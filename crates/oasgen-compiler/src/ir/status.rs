//! Response status patterns.

/// `200`, `2XX` or `default`.
///
/// The derived order is match precedence: exact codes, then classes, then
/// `default`.
#[derive(Debug, Clone, Copy, PartialEq, Eq, Hash, PartialOrd, Ord)]
pub enum StatusPattern {
    Exact(u16),
    /// Leading digit of the class, `1..=5`.
    Class(u8),
    Default,
}

impl StatusPattern {
    pub fn parse(s: &str) -> Option<Self> {
        if s == "default" {
            return Some(StatusPattern::Default);
        }
        let bytes = s.as_bytes();
        if bytes.len() != 3 || !(b'1'..=b'5').contains(&bytes[0]) {
            return None;
        }
        if bytes[1..].eq_ignore_ascii_case(b"XX") {
            return Some(StatusPattern::Class(bytes[0] - b'0'));
        }
        if bytes[1..].iter().all(u8::is_ascii_digit) {
            return s.parse().ok().map(StatusPattern::Exact);
        }
        None
    }

    pub fn matches(self, status: u16) -> bool {
        match self {
            StatusPattern::Exact(code) => code == status,
            StatusPattern::Class(class) => status / 100 == u16::from(class),
            StatusPattern::Default => true,
        }
    }

    /// Word appended to an operation name for response types.
    pub fn word(self) -> String {
        match self {
            StatusPattern::Exact(code) => match status_word(code) {
                Some(word) => word.to_string(),
                None => format!("Status{}", code),
            },
            StatusPattern::Class(class) => format!("{}XX", class),
            StatusPattern::Default => "Def".to_string(),
        }
    }
}

impl std::fmt::Display for StatusPattern {
    fn fmt(&self, f: &mut std::fmt::Formatter<'_>) -> std::fmt::Result {
        match self {
            StatusPattern::Exact(code) => write!(f, "{}", code),
            StatusPattern::Class(class) => write!(f, "{}XX", class),
            StatusPattern::Default => f.write_str("default"),
        }
    }
}

fn status_word(code: u16) -> Option<&'static str> {
    Some(match code {
        100 => "Continue",
        101 => "SwitchingProtocols",
        200 => "OK",
        201 => "Created",
        202 => "Accepted",
        203 => "NonAuthoritativeInfo",
        204 => "NoContent",
        205 => "ResetContent",
        206 => "PartialContent",
        301 => "MovedPermanently",
        302 => "Found",
        303 => "SeeOther",
        304 => "NotModified",
        307 => "TemporaryRedirect",
        308 => "PermanentRedirect",
        400 => "BadRequest",
        401 => "Unauthorized",
        402 => "PaymentRequired",
        403 => "Forbidden",
        404 => "NotFound",
        405 => "MethodNotAllowed",
        406 => "NotAcceptable",
        408 => "RequestTimeout",
        409 => "Conflict",
        410 => "Gone",
        412 => "PreconditionFailed",
        413 => "RequestEntityTooLarge",
        415 => "UnsupportedMediaType",
        422 => "UnprocessableEntity",
        429 => "TooManyRequests",
        500 => "InternalServerError",
        501 => "NotImplemented",
        502 => "BadGateway",
        503 => "ServiceUnavailable",
        504 => "GatewayTimeout",
        _ => return None,
    })
}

- **Task description**:
How many lines of the entries hold the word "Option"? Respond with the number alone.

- **Output of the task**:
2